[quote flamingflamingos]@GreenlandTheMovie the path in the photo is now fenced, with electric.
But your post is very simplistic. Asides from the reasons I've already stated, fencing footpaths is in no ones interesting. Until coronavirus, the vast majority of footpath users were responsible and respectful.
Fencing the path makes for a less enjoyable walk, surely? It also means that more of the field will be out of production due to machinery workings too close to the fence line, but mostly it's just unnecessary? The only "fenced" footpath we have is down the side of a grass field that is grazed permanently with belties, because our personal feeling is that young cows and members of the general public are a dangerous combination.
If farmers were to act in a responsible way and footpath users were to act responsibly, no one would need to be annoyed. There is no need to insult one another on a forum.

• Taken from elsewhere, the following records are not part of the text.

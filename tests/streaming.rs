//! Integration tests for streamed chat completions.
//!
//! Uses mock providers that answer with canned SSE bodies and checks what the
//! gateway relays: provider stamping, the closing `[DONE]`, per-chunk
//! metering, the status of streams that produce nothing and what a stream
//! cut off by its provider leaves behind.

mod common;

use std::sync::atomic::{AtomicUsize, Ordering};
use std::sync::Arc;
use std::time::Duration;

use axum::http::{header, StatusCode};
use serde_json::{json, Value};

use common::*;
use switchyard::storage::{self, usage};

const TWO_CHUNKS: &str = concat!(
    "data: {\"id\":\"c1\",\"choices\":[{\"index\":0,\"delta\":{\"content\":\"Hello\"}}]}\n\n",
    ": keep-alive\n\n",
    "data: {\"id\":\"c1\",\"choices\":[{\"index\":0,\"delta\":{\"content\":\" world\"}}]}\n\n",
    "data: [DONE]\n\n",
);

fn streaming_chat(key: &str) -> http::Request<axum::body::Body> {
    post_json(
        "/v1/chat/completions",
        Some(key),
        json!({
            "model": "chat-model",
            "stream": true,
            "messages": [{"role": "user", "content": "hi"}]
        }),
    )
}

/// A provider that streams two chunks, then drops the connection.
async fn cut_off_upstream() -> (String, Arc<AtomicUsize>) {
    use axum::{body::Body, response::IntoResponse, routing::post, Router};

    let calls = Arc::new(AtomicUsize::new(0));
    let counter = calls.clone();
    let app = Router::new().route(
        "/v1/chat/completions",
        post(move || {
            let counter = counter.clone();
            async move {
                counter.fetch_add(1, Ordering::SeqCst);
                let body = async_stream::stream! {
                    for word in ["Hello", " world"] {
                        let event = json!({"id": "c1", "choices": [{"index": 0, "delta": {"content": word}}]});
                        yield Ok::<_, std::io::Error>(format!("data: {event}\n\n"));
                        tokio::time::sleep(Duration::from_millis(20)).await;
                    }
                    yield Err(std::io::Error::new(std::io::ErrorKind::ConnectionReset, "gone"));
                };
                ([(header::CONTENT_TYPE, "text/event-stream")], Body::from_stream(body))
                    .into_response()
            }
        }),
    );
    (spawn_upstream(app).await, calls)
}

async fn usage_of(app: &TestApp, provider: &str) -> usage::UsageTotals {
    let now_hour = storage::epoch_hour(storage::unix_now());
    usage::window_totals(&app.db, "chat-model", now_hour)
        .await
        .unwrap()
        .into_iter()
        .find(|(p, _)| p == provider)
        .map(|(_, t)| t)
        .unwrap_or_default()
}

/// Payloads of every `data:` line in a relayed body.
fn data_lines(body: &str) -> Vec<&str> {
    body.split("\n\n")
        .filter_map(|event| event.strip_prefix("data: "))
        .collect()
}

#[tokio::test]
async fn test_stream_is_relayed_with_provider_id() {
    let (url, calls) = sse_upstream(TWO_CHUNKS).await;
    let app = build_app(&config_toml(&provider_toml("alpha", &url), 3)).await;
    app.add_account("sk-user", 1000.0, 0).await;

    let response = app.send(streaming_chat("sk-user")).await;

    assert_eq!(response.status(), StatusCode::OK);
    assert_eq!(response.headers()[header::CONTENT_TYPE], "text/event-stream");
    assert_eq!(response.headers()["x-switchyard-provider"], "alpha");

    let bytes = body_bytes(response).await;
    let body = std::str::from_utf8(&bytes).unwrap();
    let lines = data_lines(body);
    assert_eq!(lines.len(), 3, "body: {body}");
    assert_eq!(lines[2], "[DONE]");

    let first: Value = serde_json::from_str(lines[0]).unwrap();
    assert_eq!(first["provider_id"], "alpha");
    assert_eq!(first["choices"][0]["delta"]["content"], "Hello");
    assert!(body.ends_with("data: [DONE]\n\n"));

    assert_eq!(calls.load(Ordering::SeqCst), 1);
}

#[tokio::test]
async fn test_streamed_output_is_metered() {
    let (url, _) = sse_upstream(TWO_CHUNKS).await;
    let app = build_app(&config_toml(&provider_toml("alpha", &url), 3)).await;
    app.add_account("sk-user", 1000.0, 0).await;

    let response = app.send(streaming_chat("sk-user")).await;
    body_bytes(response).await;

    // Prompt tokens plus at least one token per non-empty delta
    let balance = app.account("sk-user").await.balance;
    assert!(balance <= 997.0, "balance {balance}");
}

#[tokio::test]
async fn test_empty_stream_is_retried_then_reported() {
    let (url, calls) = sse_upstream("data: [DONE]\n\n").await;
    let app = build_app(&config_toml(&provider_toml("alpha", &url), 2)).await;
    app.add_account("sk-user", 1000.0, 0).await;

    let response = app.send(streaming_chat("sk-user")).await;

    assert_eq!(calls.load(Ordering::SeqCst), 2);
    assert_eq!(response.status(), StatusCode::INTERNAL_SERVER_ERROR);
    assert_eq!(response.headers()[header::CONTENT_TYPE], "application/json");

    let json = body_json(response).await;
    assert_eq!(json["error"]["type"], "invalid_response_error");
    assert!(json["error"]["message"]
        .as_str()
        .unwrap()
        .starts_with("The streaming response was empty"));

    // Nothing was delivered, so the prompt was refunded
    assert_eq!(app.account("sk-user").await.balance, 1000.0);

    // Both empty streams count against the provider
    let alpha = usage_of(&app, "alpha").await;
    assert_eq!((alpha.requests, alpha.failures), (2, 2));
}

#[tokio::test]
async fn test_mid_stream_cutoff_ends_cleanly_without_retry() {
    let (url, calls) = cut_off_upstream().await;
    let app = build_app(&config_toml(&provider_toml("alpha", &url), 3)).await;
    app.add_account("sk-user", 1000.0, 0).await;

    let response = app.send(streaming_chat("sk-user")).await;
    assert_eq!(response.status(), StatusCode::OK);

    let bytes = body_bytes(response).await;
    let body = std::str::from_utf8(&bytes).unwrap();
    let lines = data_lines(body);
    assert_eq!(lines.len(), 2, "body: {body}");
    let second: Value = serde_json::from_str(lines[1]).unwrap();
    assert_eq!(second["choices"][0]["delta"]["content"], " world");
    assert!(!body.contains("[DONE]"));
    assert!(!body.contains("error"));

    assert_eq!(calls.load(Ordering::SeqCst), 1);

    // Prompt plus the two delivered chunks, nothing more
    let tokens = &app.state.tokens;
    let charged = tokens.count_text("hi") + tokens.count_text("Hello") + tokens.count_text(" world");
    assert_eq!(app.account("sk-user").await.balance, 1000.0 - charged as f64);

    let alpha = usage_of(&app, "alpha").await;
    assert_eq!((alpha.requests, alpha.failures), (1, 1));
}

#[tokio::test]
async fn test_completed_stream_counts_as_success() {
    let (url, _) = sse_upstream(TWO_CHUNKS).await;
    let app = build_app(&config_toml(&provider_toml("alpha", &url), 3)).await;
    app.add_account("sk-user", 1000.0, 0).await;

    let response = app.send(streaming_chat("sk-user")).await;
    body_bytes(response).await;

    let alpha = usage_of(&app, "alpha").await;
    assert_eq!((alpha.requests, alpha.failures), (1, 0));
}

#[tokio::test]
async fn test_stream_fails_over_before_first_byte() {
    let (empty_url, empty_calls) = sse_upstream("").await;
    let (good_url, good_calls) = sse_upstream(TWO_CHUNKS).await;
    let providers = provider_toml("alpha", &empty_url) + &provider_toml("beta", &good_url);
    let app = build_app(&config_toml(&providers, 5)).await;
    app.add_account("sk-user", 1000.0, 0).await;

    let response = app.send(streaming_chat("sk-user")).await;

    assert_eq!(response.status(), StatusCode::OK);
    assert_eq!(response.headers()["x-switchyard-provider"], "beta");
    assert_eq!(empty_calls.load(Ordering::SeqCst), 2);
    assert_eq!(good_calls.load(Ordering::SeqCst), 1);

    let bytes = body_bytes(response).await;
    let body = std::str::from_utf8(&bytes).unwrap();
    let first: Value = serde_json::from_str(data_lines(body)[0]).unwrap();
    assert_eq!(first["provider_id"], "beta");
}
//! HTTP server setup and configuration.

use std::future::Future;
use std::net::SocketAddr;
use std::sync::Arc;
use std::time::Duration;

use axum::{
    extract::{DefaultBodyLimit, Request},
    http::HeaderValue,
    middleware::{self, Next},
    response::Response,
    routing::{get, post},
    Router,
};
use reqwest::Client;
use sqlx::SqlitePool;
use tokio_util::sync::CancellationToken;
use tower_http::cors::CorsLayer;
use tower_http::trace::TraceLayer;

use super::{admission, handlers, metrics::MetricsRecorder};
use crate::catalog::Catalog;
use crate::config::Config;
use crate::credits::{CreditsService, Ledger};
use crate::error::Result;
use crate::providers::{ProviderRegistry, SubProviderPool};
use crate::router::LoadBalancer;
use crate::storage;
use crate::tokens::TokenCounter;

/// Request/response header carrying the correlation id.
pub const REQUEST_ID_HEADER: &str = "x-request-id";

/// Uploads on the audio endpoint may exceed axum's 2 MB default.
const MAX_BODY_BYTES: usize = 25 * 1024 * 1024;

/// Correlation id of the current request.
#[derive(Debug, Clone, PartialEq, Eq)]
pub struct RequestId(pub String);

/// Shared application state.
#[derive(Clone)]
pub struct AppState {
    pub config: Arc<Config>,
    pub db: SqlitePool,
    pub catalog: Arc<Catalog>,
    pub registry: Arc<ProviderRegistry>,
    pub balancer: Arc<LoadBalancer>,
    pub sub_providers: SubProviderPool,
    pub ledger: Ledger,
    pub metrics: MetricsRecorder,
    pub tokens: Arc<TokenCounter>,
}

impl AppState {
    /// Wire up every component and mirror the static catalog into storage:
    /// provider rows are synced, configured credentials and accounts seeded.
    pub async fn build(config: Config, db: SqlitePool, client: Client) -> Result<Self> {
        let catalog = Catalog::from_config(&config.models);
        let registry = ProviderRegistry::from_config(&config.providers, &client)?;
        registry.sync(&db).await?;

        let sub_providers = SubProviderPool::new(db.clone());
        sub_providers.seed(&config.providers).await?;

        let ledger = Ledger::new(db.clone());
        let created = ledger.seed(&config.accounts).await?;
        if created > 0 {
            tracing::info!(count = created, "Seeded accounts");
        }

        Ok(Self {
            config: Arc::new(config),
            catalog: Arc::new(catalog),
            registry: Arc::new(registry),
            balancer: Arc::new(LoadBalancer::new(db.clone())),
            sub_providers,
            ledger,
            metrics: MetricsRecorder::new(db.clone()),
            tokens: Arc::new(TokenCounter::new()?),
            db,
        })
    }

    /// Swap the load balancer, e.g. for one with a seeded random source.
    pub fn with_balancer(mut self, balancer: LoadBalancer) -> Self {
        self.balancer = Arc::new(balancer);
        self
    }
}

/// Reuse the caller's `x-request-id` or mint one, and echo it on the response.
pub async fn request_id(mut request: Request, next: Next) -> Response {
    let id = request
        .headers()
        .get(REQUEST_ID_HEADER)
        .and_then(|v| v.to_str().ok())
        .filter(|v| !v.is_empty())
        .map(str::to_string)
        .unwrap_or_else(|| uuid::Uuid::new_v4().to_string());

    request.extensions_mut().insert(RequestId(id.clone()));
    let mut response = next.run(request).await;
    if let Ok(value) = HeaderValue::from_str(&id) {
        response.headers_mut().insert(REQUEST_ID_HEADER, value);
    }
    response
}

/// Create the axum router with all endpoints.
pub fn create_router(state: AppState) -> Router {
    let authenticated = Router::new()
        .route("/v1/chat/completions", post(handlers::chat_completions))
        .route("/v1/embeddings", post(handlers::embeddings))
        .route("/v1/moderations", post(handlers::moderations))
        .route("/v1/images/generations", post(handlers::images_generations))
        .route("/v1/text/translations", post(handlers::text_translations))
        .route("/v1/audio/speech", post(handlers::audio_speech))
        .route("/v1/audio/translations", post(handlers::audio_translations))
        .route_layer(middleware::from_fn_with_state(
            state.clone(),
            admission::admit,
        ));

    Router::new()
        .route("/", get(handlers::root))
        .route("/health", get(handlers::health))
        .route("/v1/models", get(handlers::list_models))
        .merge(authenticated)
        .layer(DefaultBodyLimit::max(MAX_BODY_BYTES))
        // State and middleware
        .with_state(state)
        .layer(middleware::from_fn(request_id))
        .layer(TraceLayer::new_for_http())
        .layer(CorsLayer::permissive())
}

/// Run the HTTP server until `shutdown` resolves.
///
/// The credit replenishment task runs alongside and is stopped once the
/// server has drained.
pub async fn run_server(
    config: Config,
    shutdown: impl Future<Output = ()> + Send + 'static,
) -> anyhow::Result<()> {
    let listen_addr = config.server.listen.clone();
    let db_path = config.database().path;

    let db = storage::init_pool(&db_path).await?;
    tracing::info!(path = %db_path, "Database ready");

    // Per-request timeouts are set by each adapter
    let http_client = Client::builder()
        .connect_timeout(Duration::from_secs(10))
        .build()?;

    let state = AppState::build(config, db.clone(), http_client).await?;
    let credits = CreditsService::spawn(
        db,
        state.config.credits.clone(),
        CancellationToken::new(),
    );

    let app = create_router(state);

    let listener = tokio::net::TcpListener::bind(&listen_addr).await?;
    tracing::info!(address = %listen_addr, "Starting switchyard gateway");

    axum::serve(
        listener,
        app.into_make_service_with_connect_info::<SocketAddr>(),
    )
    .with_graceful_shutdown(shutdown)
    .await?;

    credits.shutdown().await;
    tracing::info!("Server stopped");
    Ok(())
}
//! Model catalog: model id to endpoints, pricing and access class.

use std::collections::HashMap;

use serde_json::{json, Value};

use crate::config::{ModelAccess, ModelConfig};
use crate::error::AdmissionError;
use crate::providers::Endpoint;

/// How a model is charged.
#[derive(Debug, Clone, Copy, PartialEq)]
pub enum Pricing {
    /// Credits per token, for prompt and completion alike.
    PerToken { multiplier: f64 },
    /// Credits per call.
    Flat(f64),
}

#[derive(Debug, Clone)]
pub struct ModelInfo {
    pub id: String,
    pub owned_by: String,
    pub endpoints: Vec<String>,
    pub pricing: Pricing,
    pub access: ModelAccess,
    pub voices: Vec<String>,
}

impl From<&ModelConfig> for ModelInfo {
    fn from(config: &ModelConfig) -> Self {
        Self {
            id: config.id.clone(),
            owned_by: config.owned_by.clone(),
            endpoints: config.endpoints.clone(),
            pricing: match config.price {
                Some(price) => Pricing::Flat(price),
                None => Pricing::PerToken {
                    multiplier: config.multiplier,
                },
            },
            access: config.access,
            voices: config.voices.clone(),
        }
    }
}

impl ModelInfo {
    pub fn serves(&self, endpoint: Endpoint) -> bool {
        self.endpoints.iter().any(|e| e == endpoint.path())
    }

    /// Credits per token. Flat-priced models charge nothing per token.
    pub fn token_multiplier(&self) -> f64 {
        match self.pricing {
            Pricing::PerToken { multiplier } => multiplier,
            Pricing::Flat(_) => 0.0,
        }
    }
}

/// Lookup table built from `[[models]]`.
#[derive(Debug, Clone, Default)]
pub struct Catalog {
    models: Vec<ModelInfo>,
    index: HashMap<String, usize>,
}

impl Catalog {
    pub fn from_config(models: &[ModelConfig]) -> Self {
        let models: Vec<ModelInfo> = models.iter().map(ModelInfo::from).collect();
        let index = models
            .iter()
            .enumerate()
            .map(|(i, m)| (m.id.clone(), i))
            .collect();
        Self { models, index }
    }

    pub fn get(&self, id: &str) -> Option<&ModelInfo> {
        self.index.get(id).map(|&i| &self.models[i])
    }

    pub fn iter(&self) -> impl Iterator<Item = &ModelInfo> {
        self.models.iter()
    }

    /// Resolve `model` for `endpoint` and check the caller may use it.
    ///
    /// Paid models are closed to tier 0; early-access models need the premium tier.
    pub fn check_access(
        &self,
        model: &str,
        endpoint: Endpoint,
        voice: Option<&str>,
        tier: i64,
        premium_tier: i64,
    ) -> Result<&ModelInfo, AdmissionError> {
        let info = self
            .get(model)
            .ok_or_else(|| AdmissionError::UnknownModel(model.to_string()))?;

        if !info.serves(endpoint) {
            return Err(AdmissionError::EndpointMismatch {
                model: model.to_string(),
                endpoint: endpoint.path().to_string(),
            });
        }

        if endpoint == Endpoint::AudioSpeech {
            if let Some(voice) = voice {
                if !info.voices.iter().any(|v| v == voice) {
                    return Err(AdmissionError::UnknownVoice {
                        model: model.to_string(),
                        voice: voice.to_string(),
                    });
                }
            }
        }

        let denied = match info.access {
            ModelAccess::Free => None,
            ModelAccess::Paid if tier == 0 => Some("not available for free users"),
            ModelAccess::Paid => None,
            ModelAccess::EarlyAccess if tier < premium_tier => {
                Some("early access only and requires a premium tier")
            }
            ModelAccess::EarlyAccess => None,
        };
        if let Some(reason) = denied {
            return Err(AdmissionError::ModelAccess {
                model: model.to_string(),
                reason,
            });
        }

        Ok(info)
    }

    /// `GET /v1/models` body.
    pub fn to_openai_list(&self) -> Value {
        let data: Vec<Value> = self
            .models
            .iter()
            .map(|m| {
                json!({
                    "id": m.id,
                    "object": "model",
                    "owned_by": m.owned_by,
                    "endpoints": m.endpoints,
                    "access": m.access,
                })
            })
            .collect();
        json!({ "object": "list", "data": data })
    }
}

@CrotchBurn I do actually work from that London from time to time and I do manage it in a fairly non-clampit fashion. There's no need to be rude to everyone just because you've outed yourself as a muppet. [/quote]
My post was simplistic because I don't have time to explain all the possibilities that might have to be taken into account. It doesn't mean that I am simplistic (or as one poster suggested, have never been in the countryside - although I'm a landowner).
Using massive machinery and having a countryside empty of people is a new thing. There used to be far more people living and working in the countryside than there are now, and within living memory too. Thats why rights of way came into being.
Fencing paths doesnt make anything less enjoyable for me at all. I prefer it, as long as it isnt done in the way that one of the selfish farmers round here as done, which is to have diverted a public bridleway no less into the path of a shallow stream and fenced it with rigid, spiky barbed wire so its narrow and impassable even in summer.
The way I see it is that there is an issue, so all the name calling in the world isn't going to solve it (and I know you didn't do this OP but other posters have done) so you have to think of a better solution, and for me, fencing that right of way has taken any worry, confusion and problems away completely. No one strays from the footpath, everyone knows where to go. I even cut the grass in summer on it. I'm honestly rather proud of it. Unfortunately where my land ends, the footpath ends as the rest of it has been ploughed over and is currently under winter barley. Then theres another bit of footpath as described later on.
I don't really see how people out walking can act more responsibly in the circumstances shown in your photograph. I can see where the footpath is, to the left, and its clearly almost impossible to walk on at this time of year. But we are in the middle of an endless lockdown where the government is actually preventing people from driving to more suitable winter walking locations, and people are naturally going to exercise on what is available to them locally.
Its bloody terrible to start blaming people for merely trying to go for a walk. There is no footwear on earth that would help you walk on what you show in your photos. Your wellies would slip, even crampons would get covered in mud and be useless. Dubarries would disintegrate. Trail shoes would get covered in mud and your feet would resemble potatoes ready to be pulled.
I mentioned local authority subsidies in the context of that being done in other countries. Not the UK. Other countries. Because one poster also tried to mock me for saying I'd suggested that to you as well, when they knew fine well I hadn't. But just a realisation by government that people need areas in the countryside where they can go for a walk or a run, such as forest walks. I think the UK is heavily reliant on national parks for that, and there is a culture of driving quite far just to go for a walk.